Papillary-serous adenocarcinoma (PSCC) is a very rare subtype of cervical cancer. To our knowledge, this is the first report on PSCC of the uterine cervix following bilateral breast cancer.

CASE REPORT

A 61-year-old Caucasian woman underwent conserving surgery of both breasts at the age of 57 years, because of bilateral invasive ductal carcinoma. Radiation and tamoxifen treatment followed. Routine surveillance examinations, including pelvic examination, Papanicolaou (Pap) smear, and transvaginal ultrasound, were uneventful. Recently, a small contact-bleeding mass of the cervix was found. The Pap smear was II (reactive); HPV-DNA test was negative. The biopsy of the mass revealed PSCC with a high expression of p53, carcinoembryonic antigen (CEA), and Ki67 (50%). Staining for estrogen receptor (ER), progesterone receptor (PR), and vimentin was negative. The serum carbohydrate antigen 125 (CA-125) reached 159 U/ml. The patient was treated with radical hysterectomy, bilateral salpingo-oophorectomy, and pelvic and paraaortic lymphadenectomy. A poorly-differentiated papillary-serous, non-secretory adenocarcinoma, pT1b1, pN0 (0/44), pM0, G3, R0, V0, L0, was confirmed. According to the German recommendations for early-stage cervical cancer, the patient received no adjuvant treatment. Currently, the patient is free of relapse 38 months after the diagnosis of cervical cancer and 87 months after that of breast cancer.

CONCLUSION

Immunohistochemistry is helpful in diagnosing rare entities.

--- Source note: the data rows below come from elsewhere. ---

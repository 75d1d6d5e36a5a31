//! Verification metrics
//!
//! Enable with the `metrics` feature flag. Requires a `metrics` recorder
//! to be installed (e.g., via `metrics-exporter-prometheus`).
//!
//! ## Metrics Provided
//!
//! - `clerk_sync_verifications_total` - Counter for token verifications (labels: outcome)
//! - `clerk_sync_verification_duration_seconds` - Histogram for verification duration
//! - `clerk_sync_key_set_loads_total` - Counter for key set loads (labels: source)
//! - `clerk_sync_user_fetches_total` - Counter for directory user fetches (labels: status)

use clerk_sync_types::{DirectoryError, UserRecord, VerificationError};

#[cfg(feature = "metrics")]
use metrics::{counter, describe_counter, describe_histogram, histogram};

#[cfg(feature = "metrics")]
use std::sync::Once;

#[cfg(feature = "metrics")]
static INIT: Once = Once::new();

/// Where a key set came from
#[derive(Debug, Clone, Copy, PartialEq, Eq)]
pub(crate) enum KeySource {
    Static,
    Remote,
    Empty,
}

impl KeySource {
    #[cfg_attr(not(feature = "metrics"), allow(dead_code))]
    pub(crate) fn as_str(self) -> &'static str {
        match self {
            Self::Static => "static",
            Self::Remote => "remote",
            Self::Empty => "empty",
        }
    }
}

/// Metric label for a verification outcome
#[cfg_attr(not(feature = "metrics"), allow(dead_code))]
pub(crate) fn verification_outcome(result: &Result<(), &VerificationError>) -> &'static str {
    match result {
        Ok(()) => "success",
        Err(VerificationError::Malformed { .. }) => "malformed",
        Err(VerificationError::Expired) => "expired",
        Err(VerificationError::NotYetValid) => "not_yet_valid",
        Err(VerificationError::InvalidSignature) => "invalid_signature",
        Err(VerificationError::UnknownKeyId { .. }) => "unknown_key_id",
        Err(VerificationError::InvalidIssuer) => "invalid_issuer",
        Err(VerificationError::NoKeysConfigured) => "no_keys",
    }
}

#[cfg_attr(not(feature = "metrics"), allow(dead_code))]
fn user_fetch_status(result: &Result<UserRecord, DirectoryError>) -> &'static str {
    match result {
        Ok(_) => "success",
        Err(DirectoryError::NotFound { .. }) => "not_found",
        Err(DirectoryError::Transport { .. }) => "transport",
        Err(DirectoryError::MalformedResponse { .. }) => "malformed",
    }
}

/// Initialize metric descriptions. Call once at startup.
///
/// Idempotent; only the first call registers the descriptions.
#[cfg(feature = "metrics")]
pub fn init_metrics() {
    INIT.call_once(|| {
        describe_counter!(
            "clerk_sync_verifications_total",
            "Total session token verifications by outcome"
        );
        describe_histogram!(
            "clerk_sync_verification_duration_seconds",
            "Session token verification duration in seconds"
        );
        describe_counter!(
            "clerk_sync_key_set_loads_total",
            "Total key set loads by source"
        );
        describe_counter!(
            "clerk_sync_user_fetches_total",
            "Total directory user fetches by status"
        );
    });
}

#[cfg(feature = "metrics")]
pub(crate) fn record_verification(
    result: &Result<(), &VerificationError>,
    duration_seconds: f64,
) {
    counter!(
        "clerk_sync_verifications_total",
        "outcome" => verification_outcome(result)
    )
    .increment(1);
    histogram!("clerk_sync_verification_duration_seconds").record(duration_seconds);
}

#[cfg(feature = "metrics")]
pub(crate) fn record_key_set_load(source: KeySource) {
    counter!(
        "clerk_sync_key_set_loads_total",
        "source" => source.as_str()
    )
    .increment(1);
}

#[cfg(feature = "metrics")]
pub(crate) fn record_user_fetch(result: &Result<UserRecord, DirectoryError>) {
    counter!(
        "clerk_sync_user_fetches_total",
        "status" => user_fetch_status(result)
    )
    .increment(1);
}

// No-op versions when metrics feature is disabled
#[cfg(not(feature = "metrics"))]
#[allow(missing_docs)]
pub fn init_metrics() {}

#[cfg(not(feature = "metrics"))]
pub(crate) fn record_verification(
    _result: &Result<(), &VerificationError>,
    _duration_seconds: f64,
) {
}

#[cfg(not(feature = "metrics"))]
pub(crate) fn record_key_set_load(_source: KeySource) {}

#[cfg(not(feature = "metrics"))]
pub(crate) fn record_user_fetch(_result: &Result<UserRecord, DirectoryError>) {}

This case adds further evidence that the prognosis for early-stage PSCC is probably not poorer than that for other cervical adenocarcinomas.

摘要

背景

乳头状-浆液性腺癌(PSCC)是一种非常罕见的宫颈癌亚型。据我们所知,这是首例宫颈 PSCC 继双侧乳腺癌之后发生的病例。

病例报告

一名 61 岁白人女性,57 岁时因双侧浸润性导管癌接受了双乳保留手术。随后进行了放疗和他莫昔芬治疗。常规的监测检查,包括盆腔检查、巴氏涂片和阴道超声,均无异常。最近,发现宫颈有一个小接触性出血肿块。巴氏涂片为 II(反应性);HPV-DNA 检测为阴性。肿块活检显示 PSCC,p53、癌胚抗原(CEA)和 Ki67(50%)高表达。雌激素受体(ER)、孕激素受体(PR)和波形蛋白染色阴性。血清糖链抗原 125(CA-125)达到 159 U/ml。患者接受了根治性子宫切除术、双侧输卵管卵巢切除术以及盆腔和腹主动脉旁淋巴结切除术。病理证实为低分化乳头状-浆液性、非分泌性腺癌,pT1b1、pN0(0/44)、pM0、G3、R0、V0、L0。根据德国早期宫颈癌的建议,患者未接受辅助治疗。目前,患者在诊断为宫颈癌后 38 个月且继乳腺癌后 87 个月时无复发迹象。

结论

免疫组织化学有助于诊断罕见实体。该病例进一步证明,早期 PSCC 的预后可能并不比其他宫颈癌腺癌差。